Don Julio Caro Baroja explicaba que Euskadi era un término filológicamente
mal construido por Sabino Arana. Este, que quería referirse a la tierra de los
euskaros, acabó acuñando algo así como la huerta de aquellos. Urrutikoetxea también
traslada esa mala construcción, la contradicción absoluta de mezclar un mensaje
de liberación proletaria de fundamento internacionalista con el esencialismo
aranista que hacía al vasco un nuevo buen salvaje carne de un etnonacionalismo
particularista ─mejor digamos racista: la pretendida pureza étnica euskara─.
Esa construcción, que también es una aberración, da pie a una concepción
albanesa, marciana, deshumanizada.
Uno de los grandes efectos de esta cinta es la desarticulación del
mito posible. Es doblemente oportuna no solo por el tiempo transcurrido desde
la rendición y desaparición de ETA, sino porque los procesos de distanciamiento
tienden a la nostalgia y exaltación. En el País Vasco es tan necesario pasar
página mientras se abrazan los mecanismos democráticos ─la evolución, con sus
conflictos, que muestra EH Bildu─, como dejar algunas cosas bien asentadas
sobre el pasado reciente: la dictadura totalitaria que supuso el terrorismo etarra
renovó la deshumanización del maketo, construyó una cosificación del no-vasco
sumando a la vieja mixtura de racismo y clasismo la política “de liberación
nacional”. El fanatismo acabó también con el apartamiento del que era percibido
como tibio apocalíptico: aquel que no abrazaba los postulados etarras, o no
pagaba el impuesto revolucionario, aquel que reclamaba su libertad, no ser
artalde, rebaño.
La larga y sangrienta existencia de ETA también fue una crisis de
pensamiento y ética ─de ida y vuelta, de ellos y de la lucha contra ellos─.

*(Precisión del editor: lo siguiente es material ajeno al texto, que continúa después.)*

impl BufferedSampleSource {
    /// Creates a source over `buffer` using the given correction strategy.
    #[must_use]
    pub fn new(
        buffer: Arc<TimedAudioBuffer>,
        clock: Arc<dyn Clock>,
        strategy: CorrectionStrategy,
        control: Arc<SourceControl>,
    ) -> Self {
        let channels = buffer.format().channels as usize;
        let mut source = Self {
            buffer,
            clock,
            strategy,
            estimator: None,
            control,
            leftover: Vec::new(),
            scratch: Vec::new(),
            total_reads: 0,
            zero_read_streak: 0,
            first_samples_seen: false,
            last_diag_us: 0,
            last_read_us: None,
            anchor_us: None,
            rendered_frames: 0,
        };
        source.reserve_blocks(DEFAULT_BLOCK_FRAMES * channels);
        source
    }

    /// Attaches the drift estimator the source feeds and consults.
    pub fn attach_estimator(&mut self, estimator: Arc<Mutex<DriftEstimator>>) {
        self.estimator = Some(estimator);
    }

    /// Pre-pins scratch for device blocks up to `samples` long (setup only).
    pub fn reserve_blocks(&mut self, samples: usize) {
        // Resampler input can exceed the output block during fast
        // acquisition; 4x covers the worst ratio plus leftovers.
        let reserve = samples * 4;
        if self.scratch.capacity() < reserve {
            self.scratch.reserve_exact(reserve - self.scratch.len());
        }
        if self.leftover.capacity() < reserve {
            self.leftover.reserve_exact(reserve - self.leftover.len());
        }
        if let CorrectionStrategy::Adaptive(resampler) = &mut self.strategy {
            let channels = self.buffer.format().channels as usize;
            resampler.reserve_input(reserve / channels.max(1));
        }
    }

    /// Total `read` invocations.
    #[must_use]
    pub fn total_reads(&self) -> u64 {
        self.total_reads
    }

    /// Ratio applied by the adaptive strategy, 1.0 for drop/insert.
    #[must_use]
    pub fn current_ratio(&self) -> f64 {
        match &self.strategy {
            CorrectionStrategy::Adaptive(resampler) => resampler.current_ratio(),
            CorrectionStrategy::DropInsert(_) => 1.0,
        }
    }

    /// Resampler control snapshot; `None` for the drop/insert strategy.
    #[must_use]
    pub fn resampler_state(&self) -> Option<ResamplerState> {
        match &self.strategy {
            CorrectionStrategy::Adaptive(resampler) => Some(resampler.state()),
            CorrectionStrategy::DropInsert(_) => None,
        }
    }

    /// Feeds the estimator and converter with this callback's measurements.
    ///
    /// Two distinct signals: the device-position error (wall elapsed vs
    /// frames rendered) carries the sound-card clock drift and goes to the
    /// Kalman filter; the buffer's content-schedule error carries residual
    /// latency and drives the slow offset trim.
    fn push_sync_measurements(&mut self, now_us: u64) {
        let device_error_us = self.anchor_us.map(|anchor| {
            let rendered_us = self.rendered_frames as f64 * 1_000_000.0
                / f64::from(self.buffer.format().sample_rate);
            now_us.saturating_sub(anchor) as f64 - rendered_us
        });
        let drift = match (&self.estimator, device_error_us) {
            (Some(estimator), Some(error_us)) => {
                let mut estimator = estimator.lock();
                estimator.update(error_us, now_us);
                Some((estimator.drift_ppm(), estimator.is_reliable()))
            }
            _ => None,
        };
        if let CorrectionStrategy::Adaptive(resampler) = &mut self.strategy {
            if let Some((ppm, reliable)) = drift {
                resampler.set_drift(ppm, reliable);
            }
            resampler.set_sync_error(self.buffer.smoothed_sync_error_us());
        }
    }

    /// Rate-limited (<=1/s) hot-path diagnostics.
    fn log_diagnostics(&mut self, now_us: u64, produced: usize, requested: usize) {
        if produced == 0 {
            self.zero_read_streak += 1;
        } else {
            if !self.first_samples_seen {
                self.first_samples_seen = true;
                log::info!(
                    "[Source] First samples delivered after {} reads",
                    self.total_reads
                );
            }
            self.zero_read_streak = 0;
        }

        if now_us.saturating_sub(self.last_diag_us) < DIAG_INTERVAL_US {
            return;
        }
        if produced == 0 && self.first_samples_seen && self.zero_read_streak > 0 {
            self.last_diag_us = now_us;
            log::warn!(
                "[Source] {} consecutive empty reads (buffer underrun or stream stall)",
                self.zero_read_streak
            );
        } else if produced < requested && self.first_samples_seen {
            self.last_diag_us = now_us;
            log::debug!(
                "[Source] Short read: {produced}/{requested} samples, padding silence"
            );
        }
    }

    fn read_adaptive(&mut self, out: &mut [f32], now_us: u64) -> usize {
        let channels = self.buffer.format().channels as usize;
        let out_frames = out.len() / channels;

        let CorrectionStrategy::Adaptive(resampler) = &mut self.strategy else {
            unreachable!("read_adaptive called with drop/insert strategy");
        };

        let needed_samples = resampler.input_frames_needed(out_frames) * channels;
        self.scratch.clear();
        self.scratch.extend_from_slice(&self.leftover);
        self.leftover.clear();
        if self.scratch.len() < needed_samples {
            let fetch = needed_samples - self.scratch.len();
            let start = self.scratch.len();
            self.scratch.resize(start + fetch, 0.0);
            let got = self.buffer.read_raw(&mut self.scratch[start..], now_us);
            self.scratch.truncate(start + got);
        }

        if self.scratch.is_empty() {
            // Nothing due (pre-roll or stall): pure silence, converter state
            // untouched so resumed audio splices onto real history.
            out.fill(0.0);
            return 0;
        }

        match resampler.process(&self.scratch, out) {
            Ok((produced_frames, consumed_frames)) => {
                let consumed = consumed_frames * channels;
                self.leftover.extend_from_slice(&self.scratch[consumed..]);
                let produced = produced_frames * channels;
                out[produced..].fill(0.0);
                produced
            }
            Err(err) => {
                // Emit silence, keep converter state; the next block retries.
                log::error!("[Source] Converter failed: {err}");
                out.fill(0.0);
                0
            }
        }
    }

    fn read_drop_insert(&mut self, out: &mut [f32], now_us: u64) -> usize {
        let error_us = self.buffer.smoothed_sync_error_us();

        self.scratch.clear();
        self.scratch.extend_from_slice(&self.leftover);
        self.leftover.clear();
        if self.scratch.len() < out.len() {
            let start = self.scratch.len();
            self.scratch.resize(out.len(), 0.0);
            let got = self.buffer.read_raw(&mut self.scratch[start..], now_us);
            self.scratch.truncate(start + got);
        }
        let produced_raw = self.scratch.len();

        let CorrectionStrategy::DropInsert(corrector) = &mut self.strategy else {
            unreachable!("read_drop_insert called with adaptive strategy");
        };
        let correction = if produced_raw > 0 {
            corrector.apply(&mut self.scratch, error_us)
        } else {
            Default::default()
        };
        if correction.dropped > 0 || correction.inserted > 0 {
            self.buffer
                .notify_external_correction(correction.dropped, correction.inserted);
        }

        let take = self.scratch.len().min(out.len());
        out[..take].copy_from_slice(&self.scratch[..take]);
        out[take..].fill(0.0);
        // An insertion can leave one frame more than the block holds.
        self.leftover.extend_from_slice(&self.scratch[take..]);
        take
    }
}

También Adorno, Horkheimer y Benjamin son aplicables a ETA y su entorno. En la
película, hay destellos de inseguridad en Urrutikoetxea ante algunas de las
cuestiones que Jordi Évole le reclama, pero aquél no cede, no se lo concede a
sí mismo, y menos al espectador: no puede aceptar el sinsentido de su lucha, la
maldad protagonizada, no entiende el dolor creado, no asume el absoluto vaciado
ético que supuso la violencia etarra, la imposición del terror en su propia
sociedad y no solo entre los enemigos de su Euskalerría. Otra vez: es un believer,
un fanático, un sujeto que se quiere marmóreo porque así se lo reclaman los
suyos. Y así, los momentos de conversación sobre Yoyes se vuelven impagables…
El documental evita el trazo grueso. Muestra al etarra con su
pretensión de dignidad, vestido con una americana azul y camisa blanca como si
se tratara de un conferenciante o un escritor que viene a presentar su último
libro. Évole no ignora el conflicto de la propuesta, la demanda de los
exaltados del otro lado que quisieran un espectáculo de circo antiguo: la
caseta de la fiera enjaulada a la que poder martirizar con palos y alaridos.
Una vez más, los fanatismos arrastran la razón y la oportunidad. La
inteligencia del periodista contrasta con la cortedad de aquellos que se han
opuesto incomprensiblemente a la exhibición de la película en el festival de
San Sebastián. Una vuelta más al juego manipulador de las cosas desde el
favorecimiento de la ignorancia y las trincheras inútiles, particularmente
entre quienes se niegan a reconocer la desaparición de ETA por pura
conveniencia política. Asumido el peaje al ultramontanismo, resulta desolador
ver entre los firmantes del manifiesto que, según ellos, denuncia que la cinta
contribuye al blanqueamiento de ETA, a Fernando Aramburu. Inexplicable. A todas
luces, un peaje político-editorial, que es lo que, al parecer, tiene vender el
alma por un gran contrato. Todo un borrón a quien enarboló con tanta lucidez la
bandera de la dignidad y la ética con Patria. Esto también es realidad.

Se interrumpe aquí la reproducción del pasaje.